== SOURCE DATA
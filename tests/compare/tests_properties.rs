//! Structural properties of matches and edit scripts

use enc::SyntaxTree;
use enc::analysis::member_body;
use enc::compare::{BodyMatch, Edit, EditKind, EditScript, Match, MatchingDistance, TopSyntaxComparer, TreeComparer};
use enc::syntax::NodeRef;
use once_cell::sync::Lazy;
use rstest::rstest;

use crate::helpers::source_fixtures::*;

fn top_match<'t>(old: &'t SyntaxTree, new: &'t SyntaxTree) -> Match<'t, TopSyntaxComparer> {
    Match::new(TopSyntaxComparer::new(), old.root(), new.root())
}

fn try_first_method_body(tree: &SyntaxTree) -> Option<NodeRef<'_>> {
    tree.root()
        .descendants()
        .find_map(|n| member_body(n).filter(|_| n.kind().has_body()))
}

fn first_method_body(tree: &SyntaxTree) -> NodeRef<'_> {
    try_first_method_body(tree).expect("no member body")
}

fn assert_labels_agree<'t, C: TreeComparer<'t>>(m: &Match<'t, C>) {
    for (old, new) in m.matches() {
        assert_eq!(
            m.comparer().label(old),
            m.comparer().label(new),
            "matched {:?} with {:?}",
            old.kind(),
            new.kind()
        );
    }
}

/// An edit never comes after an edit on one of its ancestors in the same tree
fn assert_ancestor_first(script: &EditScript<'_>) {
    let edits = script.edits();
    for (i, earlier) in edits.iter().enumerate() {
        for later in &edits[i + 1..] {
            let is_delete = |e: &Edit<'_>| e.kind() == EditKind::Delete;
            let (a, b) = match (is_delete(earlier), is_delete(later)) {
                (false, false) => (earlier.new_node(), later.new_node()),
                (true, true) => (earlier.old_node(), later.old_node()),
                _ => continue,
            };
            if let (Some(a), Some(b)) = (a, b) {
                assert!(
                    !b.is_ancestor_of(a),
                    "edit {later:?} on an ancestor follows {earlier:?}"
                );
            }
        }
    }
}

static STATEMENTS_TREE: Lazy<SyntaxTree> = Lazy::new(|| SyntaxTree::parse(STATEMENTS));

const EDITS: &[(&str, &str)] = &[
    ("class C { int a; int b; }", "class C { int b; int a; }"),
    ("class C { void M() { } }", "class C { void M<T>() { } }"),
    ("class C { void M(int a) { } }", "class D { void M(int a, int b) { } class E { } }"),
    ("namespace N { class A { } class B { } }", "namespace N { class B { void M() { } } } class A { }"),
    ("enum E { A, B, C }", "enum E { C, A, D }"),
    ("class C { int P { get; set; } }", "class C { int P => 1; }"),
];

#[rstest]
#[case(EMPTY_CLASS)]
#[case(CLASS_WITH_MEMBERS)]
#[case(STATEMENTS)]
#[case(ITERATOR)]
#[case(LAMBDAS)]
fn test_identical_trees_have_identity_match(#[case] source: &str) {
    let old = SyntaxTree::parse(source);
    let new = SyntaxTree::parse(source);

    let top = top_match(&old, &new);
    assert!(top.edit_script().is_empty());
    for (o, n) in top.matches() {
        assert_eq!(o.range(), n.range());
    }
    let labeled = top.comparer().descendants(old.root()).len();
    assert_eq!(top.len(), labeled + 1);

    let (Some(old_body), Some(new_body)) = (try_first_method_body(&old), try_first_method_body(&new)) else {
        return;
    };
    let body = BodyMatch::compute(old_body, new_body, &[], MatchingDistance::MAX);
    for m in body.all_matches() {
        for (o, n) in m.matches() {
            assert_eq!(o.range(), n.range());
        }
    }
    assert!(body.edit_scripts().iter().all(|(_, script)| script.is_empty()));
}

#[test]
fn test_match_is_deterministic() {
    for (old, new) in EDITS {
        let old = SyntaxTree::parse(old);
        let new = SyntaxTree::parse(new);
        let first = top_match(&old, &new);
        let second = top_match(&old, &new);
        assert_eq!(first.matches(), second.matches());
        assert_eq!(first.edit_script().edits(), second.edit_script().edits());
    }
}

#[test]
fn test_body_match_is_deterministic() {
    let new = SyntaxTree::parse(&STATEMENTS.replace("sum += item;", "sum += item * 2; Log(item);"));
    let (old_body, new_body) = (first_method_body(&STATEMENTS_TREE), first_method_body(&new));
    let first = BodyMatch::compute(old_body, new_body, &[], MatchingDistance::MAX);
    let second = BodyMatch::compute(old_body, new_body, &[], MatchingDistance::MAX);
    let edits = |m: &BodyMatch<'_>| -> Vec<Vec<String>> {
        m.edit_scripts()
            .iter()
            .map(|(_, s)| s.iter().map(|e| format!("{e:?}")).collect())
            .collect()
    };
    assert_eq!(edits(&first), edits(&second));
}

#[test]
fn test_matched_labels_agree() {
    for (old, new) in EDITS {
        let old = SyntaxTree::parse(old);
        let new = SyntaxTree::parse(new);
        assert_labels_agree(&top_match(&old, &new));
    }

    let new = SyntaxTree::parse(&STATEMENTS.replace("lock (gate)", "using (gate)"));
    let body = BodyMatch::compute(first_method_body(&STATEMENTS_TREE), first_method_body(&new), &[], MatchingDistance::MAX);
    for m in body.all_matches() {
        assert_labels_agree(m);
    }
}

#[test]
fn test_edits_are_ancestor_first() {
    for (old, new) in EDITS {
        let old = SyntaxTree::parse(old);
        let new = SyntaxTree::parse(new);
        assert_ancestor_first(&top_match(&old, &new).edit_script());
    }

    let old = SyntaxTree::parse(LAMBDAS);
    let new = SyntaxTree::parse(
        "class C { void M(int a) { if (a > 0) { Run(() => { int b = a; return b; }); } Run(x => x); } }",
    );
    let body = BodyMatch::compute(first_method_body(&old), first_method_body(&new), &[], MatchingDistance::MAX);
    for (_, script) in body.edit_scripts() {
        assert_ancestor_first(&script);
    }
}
====
== SOURCE DATA
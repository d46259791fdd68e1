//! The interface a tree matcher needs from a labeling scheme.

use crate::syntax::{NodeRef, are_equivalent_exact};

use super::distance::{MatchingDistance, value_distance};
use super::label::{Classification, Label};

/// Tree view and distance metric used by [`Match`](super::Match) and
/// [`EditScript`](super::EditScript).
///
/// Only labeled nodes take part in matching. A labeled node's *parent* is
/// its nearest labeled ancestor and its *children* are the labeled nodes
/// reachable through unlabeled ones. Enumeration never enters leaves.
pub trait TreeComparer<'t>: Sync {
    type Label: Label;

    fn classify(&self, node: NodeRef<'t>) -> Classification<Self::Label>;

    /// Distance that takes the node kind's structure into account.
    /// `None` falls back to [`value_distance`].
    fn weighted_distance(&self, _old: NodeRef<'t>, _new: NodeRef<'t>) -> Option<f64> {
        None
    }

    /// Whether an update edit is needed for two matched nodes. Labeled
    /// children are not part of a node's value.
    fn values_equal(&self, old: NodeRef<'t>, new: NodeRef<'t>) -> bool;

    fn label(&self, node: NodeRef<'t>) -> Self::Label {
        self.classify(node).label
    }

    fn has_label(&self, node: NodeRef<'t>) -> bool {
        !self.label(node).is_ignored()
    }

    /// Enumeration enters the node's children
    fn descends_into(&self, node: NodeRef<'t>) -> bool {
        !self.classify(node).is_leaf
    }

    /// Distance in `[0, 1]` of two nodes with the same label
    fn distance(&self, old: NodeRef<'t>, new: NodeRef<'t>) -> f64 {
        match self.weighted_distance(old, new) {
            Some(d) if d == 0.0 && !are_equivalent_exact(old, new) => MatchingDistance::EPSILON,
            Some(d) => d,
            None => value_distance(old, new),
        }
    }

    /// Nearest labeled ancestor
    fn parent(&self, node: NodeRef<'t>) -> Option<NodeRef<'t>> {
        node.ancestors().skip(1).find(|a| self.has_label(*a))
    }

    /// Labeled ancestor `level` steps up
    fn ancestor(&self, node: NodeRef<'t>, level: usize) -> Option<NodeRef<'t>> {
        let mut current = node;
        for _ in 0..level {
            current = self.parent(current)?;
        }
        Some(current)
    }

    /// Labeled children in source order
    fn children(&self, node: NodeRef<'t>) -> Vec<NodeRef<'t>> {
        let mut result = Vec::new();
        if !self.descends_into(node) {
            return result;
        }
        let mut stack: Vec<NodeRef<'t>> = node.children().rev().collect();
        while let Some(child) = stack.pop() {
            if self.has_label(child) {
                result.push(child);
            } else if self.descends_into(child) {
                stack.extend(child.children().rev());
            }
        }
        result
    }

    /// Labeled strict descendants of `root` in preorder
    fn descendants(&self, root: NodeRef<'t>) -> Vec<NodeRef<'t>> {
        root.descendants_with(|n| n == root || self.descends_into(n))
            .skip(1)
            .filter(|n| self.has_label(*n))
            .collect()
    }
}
====
In the listing above, find the line containing "filename tests/compare/tests_properties.rs" and the line containing "static STATEMENTS_TREE: Lazy<SyntaxTree>", then repeat those two lines and everything between them exactly.

filename tests/compare/tests_properties.rs
//! Structural properties of matches and edit scripts

use enc::SyntaxTree;
use enc::analysis::member_body;
use enc::compare::{BodyMatch, Edit, EditKind, EditScript, Match, MatchingDistance, TopSyntaxComparer, TreeComparer};
use enc::syntax::NodeRef;
use once_cell::sync::Lazy;
use rstest::rstest;

use crate::helpers::source_fixtures::*;

fn top_match<'t>(old: &'t SyntaxTree, new: &'t SyntaxTree) -> Match<'t, TopSyntaxComparer> {
    Match::new(TopSyntaxComparer::new(), old.root(), new.root())
}

fn try_first_method_body(tree: &SyntaxTree) -> Option<NodeRef<'_>> {
    tree.root()
        .descendants()
        .find_map(|n| member_body(n).filter(|_| n.kind().has_body()))
}

fn first_method_body(tree: &SyntaxTree) -> NodeRef<'_> {
    try_first_method_body(tree).expect("no member body")
}

fn assert_labels_agree<'t, C: TreeComparer<'t>>(m: &Match<'t, C>) {
    for (old, new) in m.matches() {
        assert_eq!(
            m.comparer().label(old),
            m.comparer().label(new),
            "matched {:?} with {:?}",
            old.kind(),
            new.kind()
        );
    }
}

/// An edit never comes after an edit on one of its ancestors in the same tree
fn assert_ancestor_first(script: &EditScript<'_>) {
    let edits = script.edits();
    for (i, earlier) in edits.iter().enumerate() {
        for later in &edits[i + 1..] {
            let is_delete = |e: &Edit<'_>| e.kind() == EditKind::Delete;
            let (a, b) = match (is_delete(earlier), is_delete(later)) {
                (false, false) => (earlier.new_node(), later.new_node()),
                (true, true) => (earlier.old_node(), later.old_node()),
                _ => continue,
            };
            if let (Some(a), Some(b)) = (a, b) {
                assert!(
                    !b.is_ancestor_of(a),
                    "edit {later:?} on an ancestor follows {earlier:?}"
                );
            }
        }
    }
}

static STATEMENTS_TREE: Lazy<SyntaxTree> = Lazy::new(|| SyntaxTree::parse(STATEMENTS));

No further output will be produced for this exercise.